Directions:
What is needed is an exact printout of all the data.

Stored data entries:
==*==

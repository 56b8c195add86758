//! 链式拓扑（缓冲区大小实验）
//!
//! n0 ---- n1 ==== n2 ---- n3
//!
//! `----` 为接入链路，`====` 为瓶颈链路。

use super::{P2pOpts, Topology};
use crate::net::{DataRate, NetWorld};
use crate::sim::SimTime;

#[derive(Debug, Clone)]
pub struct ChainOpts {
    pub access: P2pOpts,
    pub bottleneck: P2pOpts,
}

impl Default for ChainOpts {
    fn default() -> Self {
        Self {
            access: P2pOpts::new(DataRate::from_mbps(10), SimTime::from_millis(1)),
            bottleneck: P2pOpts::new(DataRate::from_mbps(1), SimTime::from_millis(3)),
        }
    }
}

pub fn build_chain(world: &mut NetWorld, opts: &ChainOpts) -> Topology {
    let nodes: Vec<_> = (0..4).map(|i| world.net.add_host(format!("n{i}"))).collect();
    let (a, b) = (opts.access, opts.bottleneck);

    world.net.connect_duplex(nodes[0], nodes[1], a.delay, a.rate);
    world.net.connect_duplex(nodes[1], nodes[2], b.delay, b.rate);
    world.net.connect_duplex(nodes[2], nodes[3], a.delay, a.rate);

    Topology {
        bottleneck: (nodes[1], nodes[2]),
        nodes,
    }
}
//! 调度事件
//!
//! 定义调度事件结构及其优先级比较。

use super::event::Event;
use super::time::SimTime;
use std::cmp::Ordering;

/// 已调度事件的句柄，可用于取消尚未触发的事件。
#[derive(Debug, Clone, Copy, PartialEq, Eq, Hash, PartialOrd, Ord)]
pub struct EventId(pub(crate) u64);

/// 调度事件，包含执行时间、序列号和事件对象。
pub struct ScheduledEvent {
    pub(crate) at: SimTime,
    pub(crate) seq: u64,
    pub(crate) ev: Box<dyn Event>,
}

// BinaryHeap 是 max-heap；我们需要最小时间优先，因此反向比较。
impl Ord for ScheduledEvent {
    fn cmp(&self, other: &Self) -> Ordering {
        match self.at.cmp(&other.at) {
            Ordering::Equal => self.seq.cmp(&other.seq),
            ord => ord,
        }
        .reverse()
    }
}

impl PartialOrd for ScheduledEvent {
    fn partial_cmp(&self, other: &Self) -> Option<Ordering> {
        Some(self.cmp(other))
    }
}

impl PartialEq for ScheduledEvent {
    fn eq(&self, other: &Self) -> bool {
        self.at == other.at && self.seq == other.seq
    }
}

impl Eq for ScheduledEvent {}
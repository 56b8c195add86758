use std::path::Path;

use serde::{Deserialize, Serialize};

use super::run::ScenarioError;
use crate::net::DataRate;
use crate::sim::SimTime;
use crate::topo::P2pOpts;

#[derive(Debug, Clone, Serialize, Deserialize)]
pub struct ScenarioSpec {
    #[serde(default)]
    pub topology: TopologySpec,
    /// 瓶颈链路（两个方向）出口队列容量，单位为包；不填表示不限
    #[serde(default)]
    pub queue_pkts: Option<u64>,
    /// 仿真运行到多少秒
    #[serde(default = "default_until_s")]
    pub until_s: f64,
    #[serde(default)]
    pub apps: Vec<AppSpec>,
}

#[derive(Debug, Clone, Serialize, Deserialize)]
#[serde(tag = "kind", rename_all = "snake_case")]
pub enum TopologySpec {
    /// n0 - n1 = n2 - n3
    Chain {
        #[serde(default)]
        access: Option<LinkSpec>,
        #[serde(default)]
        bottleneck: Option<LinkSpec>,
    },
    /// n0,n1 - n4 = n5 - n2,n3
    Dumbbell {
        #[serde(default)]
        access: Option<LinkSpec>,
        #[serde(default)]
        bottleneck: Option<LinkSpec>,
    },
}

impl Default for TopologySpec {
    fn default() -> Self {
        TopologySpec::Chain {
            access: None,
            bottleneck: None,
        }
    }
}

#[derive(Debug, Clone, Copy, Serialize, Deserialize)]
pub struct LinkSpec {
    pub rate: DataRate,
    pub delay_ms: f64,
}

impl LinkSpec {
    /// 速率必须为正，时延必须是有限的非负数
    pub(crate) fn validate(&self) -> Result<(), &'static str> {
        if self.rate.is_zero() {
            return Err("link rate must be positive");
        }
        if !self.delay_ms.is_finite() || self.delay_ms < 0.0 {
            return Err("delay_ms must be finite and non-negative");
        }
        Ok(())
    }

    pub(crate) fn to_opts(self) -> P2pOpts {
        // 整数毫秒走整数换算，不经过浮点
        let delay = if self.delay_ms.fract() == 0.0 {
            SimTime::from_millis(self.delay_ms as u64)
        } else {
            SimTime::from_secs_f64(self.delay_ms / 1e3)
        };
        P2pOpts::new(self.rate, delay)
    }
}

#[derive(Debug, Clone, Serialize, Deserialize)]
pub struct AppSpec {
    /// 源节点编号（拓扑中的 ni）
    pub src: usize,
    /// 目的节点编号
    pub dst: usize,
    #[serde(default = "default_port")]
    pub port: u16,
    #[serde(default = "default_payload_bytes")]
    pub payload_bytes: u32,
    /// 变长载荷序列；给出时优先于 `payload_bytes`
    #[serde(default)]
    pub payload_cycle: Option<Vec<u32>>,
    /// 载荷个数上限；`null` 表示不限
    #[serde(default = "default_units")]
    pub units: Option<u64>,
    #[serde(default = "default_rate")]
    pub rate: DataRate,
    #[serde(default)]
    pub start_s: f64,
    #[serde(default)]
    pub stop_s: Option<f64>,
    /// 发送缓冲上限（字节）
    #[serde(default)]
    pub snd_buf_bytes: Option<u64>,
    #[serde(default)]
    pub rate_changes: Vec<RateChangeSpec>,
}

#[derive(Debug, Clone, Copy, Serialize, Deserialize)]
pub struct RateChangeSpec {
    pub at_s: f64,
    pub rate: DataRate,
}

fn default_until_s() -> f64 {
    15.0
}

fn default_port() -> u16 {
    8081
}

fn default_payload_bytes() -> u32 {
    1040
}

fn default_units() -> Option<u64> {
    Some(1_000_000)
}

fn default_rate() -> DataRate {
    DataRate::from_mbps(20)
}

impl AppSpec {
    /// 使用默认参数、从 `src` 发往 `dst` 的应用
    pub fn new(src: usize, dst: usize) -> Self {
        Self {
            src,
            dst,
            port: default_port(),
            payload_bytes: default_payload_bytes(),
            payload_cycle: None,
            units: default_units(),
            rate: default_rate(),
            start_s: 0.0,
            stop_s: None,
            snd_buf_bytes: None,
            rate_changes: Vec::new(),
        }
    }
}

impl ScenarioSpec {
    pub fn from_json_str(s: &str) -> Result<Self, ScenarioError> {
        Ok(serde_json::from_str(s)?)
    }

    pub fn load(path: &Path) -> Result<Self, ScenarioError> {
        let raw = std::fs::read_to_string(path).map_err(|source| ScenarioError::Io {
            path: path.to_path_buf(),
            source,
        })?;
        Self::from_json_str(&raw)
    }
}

==*==

Exercise answer:
repository 56b8c195add86758
//! 链式拓扑（缓冲区大小实验）
//!
//! n0 ---- n1 ==== n2 ---- n3
//!
//! `----` 为接入链路，`====` 为瓶颈链路。

use super::{P2pOpts, Topology};
use crate::net::{DataRate, NetWorld};
use crate::sim::SimTime;

#[derive(Debug, Clone)]
pub struct ChainOpts {
    pub access: P2pOpts,
    pub bottleneck: P2pOpts,
}

impl Default for ChainOpts {
    fn default() -> Self {
        Self {
            access: P2pOpts::new(DataRate::from_mbps(10), SimTime::from_millis(1)),
            bottleneck: P2pOpts::new(DataRate::from_mbps(1), SimTime::from_millis(3)),
        }
    }
}

pub fn build_chain(world: &mut NetWorld, opts: &ChainOpts) -> Topology {
    let nodes: Vec<_> = (0..4).map(|i| world.net.add_host(format!("n{i}"))).collect();
    let (a, b) = (opts.access, opts.bottleneck);

    world.net.connect_duplex(nodes[0], nodes[1], a.delay, a.rate);
    world.net.connect_duplex(nodes[1], nodes[2], b.delay, b.rate);
    world.net.connect_duplex(nodes[2], nodes[3], a.delay, a.rate);

    Topology {
        bottleneck: (nodes[1], nodes[2]),
        nodes,
    }
}
//! 调度事件
//!
//! 定义调度事件结构及其优先级比较。

use super::event::Event;
use super::time::SimTime;
use std::cmp::Ordering;

/// 已调度事件的句柄，可用于取消尚未触发的事件。
#[derive(Debug, Clone, Copy, PartialEq, Eq, Hash, PartialOrd, Ord)]
pub struct EventId(pub(crate) u64);

/// 调度事件，包含执行时间、序列号和事件对象。
pub struct ScheduledEvent {
    pub(crate) at: SimTime,
    pub(crate) seq: u64,
    pub(crate) ev: Box<dyn Event>,
}

// BinaryHeap 是 max-heap；我们需要最小时间优先，因此反向比较。
impl Ord for ScheduledEvent {
    fn cmp(&self, other: &Self) -> Ordering {
        match self.at.cmp(&other.at) {
            Ordering::Equal => self.seq.cmp(&other.seq),
            ord => ord,
        }
        .reverse()
    }
}

impl PartialOrd for ScheduledEvent {
    fn partial_cmp(&self, other: &Self) -> Option<Ordering> {
        Some(self.cmp(other))
    }
}

impl PartialEq for ScheduledEvent {
    fn eq(&self, other: &Self) -> bool {
        self.at == other.at && self.seq == other.seq
    }
}

impl Eq for ScheduledEvent {}
repository 56b8c195add86758
use std::path::Path;

use serde::{Deserialize, Serialize};

use super::run::ScenarioError;
use crate::net::DataRate;
use crate::sim::SimTime;
use crate::topo::P2pOpts;

#[derive(Debug, Clone, Serialize, Deserialize)]
pub struct ScenarioSpec {
    #[serde(default)]
    pub topology: TopologySpec,
    /// 瓶颈链路（两个方向）出口队列容量，单位为包；不填表示不限
    #[serde(default)]
    pub queue_pkts: Option<u64>,
    /// 仿真运行到多少秒
    #[serde(default = "default_until_s")]
    pub until_s: f64,
    #[serde(default)]
    pub apps: Vec<AppSpec>,
}

#[derive(Debug, Clone, Serialize, Deserialize)]
#[serde(tag = "kind", rename_all = "snake_case")]
pub enum TopologySpec {
    /// n0 - n1 = n2 - n3
    Chain {
        #[serde(default)]
        access: Option<LinkSpec>,
        #[serde(default)]
        bottleneck: Option<LinkSpec>,
    },
    /// n0,n1 - n4 = n5 - n2,n3
    Dumbbell {
        #[serde(default)]
        access: Option<LinkSpec>,
        #[serde(default)]
        bottleneck: Option<LinkSpec>,
    },
}

impl Default for TopologySpec {
    fn default() -> Self {
        TopologySpec::Chain {
            access: None,
            bottleneck: None,
        }
    }
}

#[derive(Debug, Clone, Copy, Serialize, Deserialize)]
pub struct LinkSpec {
    pub rate: DataRate,
    pub delay_ms: f64,
}

impl LinkSpec {
    /// 速率必须为正，时延必须是有限的非负数
    pub(crate) fn validate(&self) -> Result<(), &'static str> {
        if self.rate.is_zero() {
            return Err("link rate must be positive");
        }
        if !self.delay_ms.is_finite() || self.delay_ms < 0.0 {
            return Err("delay_ms must be finite and non-negative");
        }
        Ok(())
    }

    pub(crate) fn to_opts(self) -> P2pOpts {
        // 整数毫秒走整数换算，不经过浮点
        let delay = if self.delay_ms.fract() == 0.0 {
            SimTime::from_millis(self.delay_ms as u64)
        } else {
            SimTime::from_secs_f64(self.delay_ms / 1e3)
        };
        P2pOpts::new(self.rate, delay)
    }
}

#[derive(Debug, Clone, Serialize, Deserialize)]
pub struct AppSpec {
    /// 源节点编号（拓扑中的 ni）
    pub src: usize,
    /// 目的节点编号
    pub dst: usize,
    #[serde(default = "default_port")]
    pub port: u16,
    #[serde(default = "default_payload_bytes")]
    pub payload_bytes: u32,
    /// 变长载荷序列；给出时优先于 `payload_bytes`
    #[serde(default)]
    pub payload_cycle: Option<Vec<u32>>,
    /// 载荷个数上限；`null` 表示不限
    #[serde(default = "default_units")]
    pub units: Option<u64>,
    #[serde(default = "default_rate")]
    pub rate: DataRate,
    #[serde(default)]
    pub start_s: f64,
    #[serde(default)]
    pub stop_s: Option<f64>,
    /// 发送缓冲上限（字节）
    #[serde(default)]
    pub snd_buf_bytes: Option<u64>,
    #[serde(default)]
    pub rate_changes: Vec<RateChangeSpec>,
}

#[derive(Debug, Clone, Copy, Serialize, Deserialize)]
pub struct RateChangeSpec {
    pub at_s: f64,
    pub rate: DataRate,
}

fn default_until_s() -> f64 {
    15.0
}

fn default_port() -> u16 {
    8081
}

fn default_payload_bytes() -> u32 {
    1040
}

fn default_units() -> Option<u64> {
    Some(1_000_000)
}

fn default_rate() -> DataRate {
    DataRate::from_mbps(20)
}

impl AppSpec {
    /// 使用默认参数、从 `src` 发往 `dst` 的应用
    pub fn new(src: usize, dst: usize) -> Self {
        Self {
            src,
            dst,
            port: default_port(),
            payload_bytes: default_payload_bytes(),
            payload_cycle: None,
            units: default_units(),
            rate: default_rate(),
            start_s: 0.0,
            stop_s: None,
            snd_buf_bytes: None,
            rate_changes: Vec::new(),
        }
    }
}

impl ScenarioSpec {
    pub fn from_json_str(s: &str) -> Result<Self, ScenarioError> {
        Ok(serde_json::from_str(s)?)
    }

    pub fn load(path: &Path) -> Result<Self, ScenarioError> {
        let raw = std::fs::read_to_string(path).map_err(|source| ScenarioError::Io {
            path: path.to_path_buf(),
            source,
        })?;
        Self::from_json_str(&raw)
    }
}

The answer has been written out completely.